Can you print every record below exactly as written?

[Collected data entries]
----------------------------------------

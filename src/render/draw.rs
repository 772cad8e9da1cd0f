//! Drawing of prepared chart data with [`plotters`]
//!
//! Categorical axes use segmented coordinates so that every category owns one
//! segment and is labelled at its centre. Pie slices, boxes and violins are laid
//! out in backend pixels, using the chart's coordinate mapping where there is one.

use super::prepare::{BoxStats, ChartData, HistogramBins, ViolinShape};
use super::style::{heat_color, needs_light_text, PlotStyle};
use super::{ChartKind, ChartSpec, RenderError};
use crate::analysis::Crosstab;
use plotters::coord::Shift;
use plotters::prelude::*;
use plotters::style::text_anchor::{HPos, Pos, VPos};

type Result<T> = core::result::Result<T, RenderError>;

/// Headroom above the tallest bar for value labels
const HEADROOM: f64 = 1.12;

pub(super) fn draw<DB: DrawingBackend>(
    root: &DrawingArea<DB, Shift>,
    spec: &ChartSpec,
    data: &ChartData,
    style: &PlotStyle,
) -> Result<()> {
    root.fill(&WHITE)
        .map_err(|e| RenderError::DrawingArea(e.to_string()))?;

    match data {
        ChartData::Slices(slices) => draw_pie(root, spec, slices, style),
        ChartData::Histogram(bins) => draw_histogram(root, spec, bins, style),
        ChartData::Bars(bars) if spec.kind == ChartKind::HorizontalBar => {
            draw_horizontal_bars(root, spec, bars, style)
        }
        ChartData::Bars(bars) => draw_vertical_bars(root, spec, bars, style),
        ChartData::Boxes(boxes) => draw_boxes(root, spec, boxes, style),
        ChartData::Violins(violins) => draw_violins(root, spec, violins, style),
        ChartData::Matrix(matrix) if spec.kind == ChartKind::StackedBar => {
            draw_stacked_bars(root, spec, matrix, style)
        }
        ChartData::Matrix(matrix) => draw_heatmap(root, spec, matrix, style),
    }
}

fn font(style: &PlotStyle, size: u32) -> TextStyle<'_> {
    (style.font_family.as_str(), size as f64)
        .into_font()
        .color(&BLACK)
}

/// Label of the category whose segment centre is `value`
fn segment_label(labels: &[String], value: &SegmentValue<u32>) -> String {
    match value {
        SegmentValue::CenterOf(index) => labels.get(*index as usize).cloned().unwrap_or_default(),
        _ => String::new(),
    }
}

fn axis_label(label: &Option<String>) -> &str {
    label.as_deref().unwrap_or("")
}

fn drawing_error<E: std::fmt::Display>(e: E) -> RenderError {
    RenderError::Drawing(e.to_string())
}

fn draw_pie<DB: DrawingBackend>(
    root: &DrawingArea<DB, Shift>,
    spec: &ChartSpec,
    slices: &[(String, f64)],
    style: &PlotStyle,
) -> Result<()> {
    let area = root
        .titled(&spec.title, font(style, style.title_size))
        .map_err(|e| RenderError::DrawingArea(e.to_string()))?;

    let total: f64 = slices.iter().map(|(_, count)| count).sum();
    if total <= 0.0 {
        return Err(RenderError::InvalidData("Pie slices sum to zero".to_string()));
    }

    let (width, height) = area.dim_in_pixel();
    let center = (width as f64 / 2.0, height as f64 / 2.0);
    let radius = width.min(height) as f64 * 0.36;

    // Slices run counter-clockwise from twelve o'clock; the first is pulled out.
    let mut start = core::f64::consts::FRAC_PI_2;
    for (index, (label, count)) in slices.iter().enumerate() {
        let sweep = count / total * core::f64::consts::TAU;
        let middle = start + sweep / 2.0;
        let offset = if index == 0 { radius * 0.05 } else { 0.0 };
        let origin = (
            center.0 + offset * middle.cos(),
            center.1 - offset * middle.sin(),
        );

        let at = |angle: f64, distance: f64| {
            (
                (origin.0 + distance * angle.cos()).round() as i32,
                (origin.1 - distance * angle.sin()).round() as i32,
            )
        };

        let steps = ((sweep.to_degrees()).ceil() as usize).max(2);
        let mut outline = Vec::with_capacity(steps + 2);
        outline.push(at(0.0, 0.0));
        outline.extend((0..=steps).map(|step| at(start + sweep * step as f64 / steps as f64, radius)));

        area.draw(&Polygon::new(outline, style.color(index).filled()))
            .map_err(drawing_error)?;

        let anchor = if middle.cos() >= 0.0 { HPos::Left } else { HPos::Right };
        area.draw(&Text::new(
            label.clone(),
            at(middle, radius * 1.1),
            font(style, style.axis_label_size).pos(Pos::new(anchor, VPos::Center)),
        ))
        .map_err(drawing_error)?;

        area.draw(&Text::new(
            format!("{:.1}%", count / total * 100.0),
            at(middle, radius * 0.6),
            font(style, style.value_label_size).pos(Pos::new(HPos::Center, VPos::Center)),
        ))
        .map_err(drawing_error)?;

        start += sweep;
    }

    Ok(())
}

fn draw_histogram<DB: DrawingBackend>(
    root: &DrawingArea<DB, Shift>,
    spec: &ChartSpec,
    bins: &HistogramBins,
    style: &PlotStyle,
) -> Result<()> {
    let low = bins.edges[0];
    let high = bins.edges[bins.edges.len() - 1];
    let top = (bins.max_count() as f64 * HEADROOM).max(1.0);

    let mut chart = ChartBuilder::on(root)
        .caption(&spec.title, font(style, style.title_size))
        .margin(20)
        .x_label_area_size(60)
        .y_label_area_size(85)
        .build_cartesian_2d(low..high, 0.0..top)
        .map_err(|e| RenderError::ChartConfig(e.to_string()))?;

    chart
        .configure_mesh()
        .x_desc(axis_label(&spec.x_label))
        .y_desc(axis_label(&spec.y_label))
        .axis_desc_style(font(style, style.axis_label_size))
        .label_style(font(style, style.tick_label_size))
        .light_line_style(BLACK.mix(0.05))
        .draw()
        .map_err(drawing_error)?;

    let fill = spec.color.unwrap_or_else(|| style.color(0));
    let corners: Vec<[(f64, f64); 2]> = bins
        .counts
        .iter()
        .enumerate()
        .map(|(index, count)| {
            [
                (bins.edges[index], 0.0),
                (bins.edges[index + 1], *count as f64),
            ]
        })
        .collect();

    chart
        .draw_series(corners.iter().map(|c| Rectangle::new(*c, fill.mix(0.7).filled())))
        .map_err(drawing_error)?;
    chart
        .draw_series(corners.iter().map(|c| Rectangle::new(*c, BLACK.stroke_width(1))))
        .map_err(drawing_error)?;

    Ok(())
}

----------------------------------------

Result of the task:
filename src/render/draw.rs
repository 772cad8e9da1cd0f
//! Drawing of prepared chart data with [`plotters`]
//!
//! Categorical axes use segmented coordinates so that every category owns one
//! segment and is labelled at its centre. Pie slices, boxes and violins are laid
//! out in backend pixels, using the chart's coordinate mapping where there is one.

use super::prepare::{BoxStats, ChartData, HistogramBins, ViolinShape};
use super::style::{heat_color, needs_light_text, PlotStyle};
use super::{ChartKind, ChartSpec, RenderError};
use crate::analysis::Crosstab;
use plotters::coord::Shift;
use plotters::prelude::*;
use plotters::style::text_anchor::{HPos, Pos, VPos};

type Result<T> = core::result::Result<T, RenderError>;

/// Headroom above the tallest bar for value labels
const HEADROOM: f64 = 1.12;

pub(super) fn draw<DB: DrawingBackend>(
    root: &DrawingArea<DB, Shift>,
    spec: &ChartSpec,
    data: &ChartData,
    style: &PlotStyle,
) -> Result<()> {
    root.fill(&WHITE)
        .map_err(|e| RenderError::DrawingArea(e.to_string()))?;

    match data {
        ChartData::Slices(slices) => draw_pie(root, spec, slices, style),
        ChartData::Histogram(bins) => draw_histogram(root, spec, bins, style),
        ChartData::Bars(bars) if spec.kind == ChartKind::HorizontalBar => {
            draw_horizontal_bars(root, spec, bars, style)
        }
        ChartData::Bars(bars) => draw_vertical_bars(root, spec, bars, style),
        ChartData::Boxes(boxes) => draw_boxes(root, spec, boxes, style),
        ChartData::Violins(violins) => draw_violins(root, spec, violins, style),
        ChartData::Matrix(matrix) if spec.kind == ChartKind::StackedBar => {
            draw_stacked_bars(root, spec, matrix, style)
        }
        ChartData::Matrix(matrix) => draw_heatmap(root, spec, matrix, style),
    }
}

fn font(style: &PlotStyle, size: u32) -> TextStyle<'_> {
    (style.font_family.as_str(), size as f64)
        .into_font()
        .color(&BLACK)
}

/// Label of the category whose segment centre is `value`
fn segment_label(labels: &[String], value: &SegmentValue<u32>) -> String {
    match value {
        SegmentValue::CenterOf(index) => labels.get(*index as usize).cloned().unwrap_or_default(),
        _ => String::new(),
    }
}

fn axis_label(label: &Option<String>) -> &str {
    label.as_deref().unwrap_or("")
}

fn drawing_error<E: std::fmt::Display>(e: E) -> RenderError {
    RenderError::Drawing(e.to_string())
}

fn draw_pie<DB: DrawingBackend>(
    root: &DrawingArea<DB, Shift>,
    spec: &ChartSpec,
    slices: &[(String, f64)],
    style: &PlotStyle,
) -> Result<()> {
    let area = root
        .titled(&spec.title, font(style, style.title_size))
        .map_err(|e| RenderError::DrawingArea(e.to_string()))?;

    let total: f64 = slices.iter().map(|(_, count)| count).sum();
    if total <= 0.0 {
        return Err(RenderError::InvalidData("Pie slices sum to zero".to_string()));
    }

    let (width, height) = area.dim_in_pixel();
    let center = (width as f64 / 2.0, height as f64 / 2.0);
    let radius = width.min(height) as f64 * 0.36;

    // Slices run counter-clockwise from twelve o'clock; the first is pulled out.
    let mut start = core::f64::consts::FRAC_PI_2;
    for (index, (label, count)) in slices.iter().enumerate() {
        let sweep = count / total * core::f64::consts::TAU;
        let middle = start + sweep / 2.0;
        let offset = if index == 0 { radius * 0.05 } else { 0.0 };
        let origin = (
            center.0 + offset * middle.cos(),
            center.1 - offset * middle.sin(),
        );

        let at = |angle: f64, distance: f64| {
            (
                (origin.0 + distance * angle.cos()).round() as i32,
                (origin.1 - distance * angle.sin()).round() as i32,
            )
        };

        let steps = ((sweep.to_degrees()).ceil() as usize).max(2);
        let mut outline = Vec::with_capacity(steps + 2);
        outline.push(at(0.0, 0.0));
        outline.extend((0..=steps).map(|step| at(start + sweep * step as f64 / steps as f64, radius)));

        area.draw(&Polygon::new(outline, style.color(index).filled()))
            .map_err(drawing_error)?;

        let anchor = if middle.cos() >= 0.0 { HPos::Left } else { HPos::Right };
        area.draw(&Text::new(
            label.clone(),
            at(middle, radius * 1.1),
            font(style, style.axis_label_size).pos(Pos::new(anchor, VPos::Center)),
        ))
        .map_err(drawing_error)?;

        area.draw(&Text::new(
            format!("{:.1}%", count / total * 100.0),
            at(middle, radius * 0.6),
            font(style, style.value_label_size).pos(Pos::new(HPos::Center, VPos::Center)),
        ))
        .map_err(drawing_error)?;

        start += sweep;
    }

    Ok(())
}

fn draw_histogram<DB: DrawingBackend>(
    root: &DrawingArea<DB, Shift>,
    spec: &ChartSpec,
    bins: &HistogramBins,
    style: &PlotStyle,
) -> Result<()> {
    let low = bins.edges[0];
    let high = bins.edges[bins.edges.len() - 1];
    let top = (bins.max_count() as f64 * HEADROOM).max(1.0);

    let mut chart = ChartBuilder::on(root)
        .caption(&spec.title, font(style, style.title_size))
        .margin(20)
        .x_label_area_size(60)
        .y_label_area_size(85)
        .build_cartesian_2d(low..high, 0.0..top)
        .map_err(|e| RenderError::ChartConfig(e.to_string()))?;

    chart
        .configure_mesh()
        .x_desc(axis_label(&spec.x_label))
        .y_desc(axis_label(&spec.y_label))
        .axis_desc_style(font(style, style.axis_label_size))
        .label_style(font(style, style.tick_label_size))
        .light_line_style(BLACK.mix(0.05))
        .draw()
        .map_err(drawing_error)?;

    let fill = spec.color.unwrap_or_else(|| style.color(0));
    let corners: Vec<[(f64, f64); 2]> = bins
        .counts
        .iter()
        .enumerate()
        .map(|(index, count)| {
            [
                (bins.edges[index], 0.0),
                (bins.edges[index + 1], *count as f64),
            ]
        })
        .collect();

    chart
        .draw_series(corners.iter().map(|c| Rectangle::new(*c, fill.mix(0.7).filled())))
        .map_err(drawing_error)?;
    chart
        .draw_series(corners.iter().map(|c| Rectangle::new(*c, BLACK.stroke_width(1))))
        .map_err(drawing_error)?;

    Ok(())
}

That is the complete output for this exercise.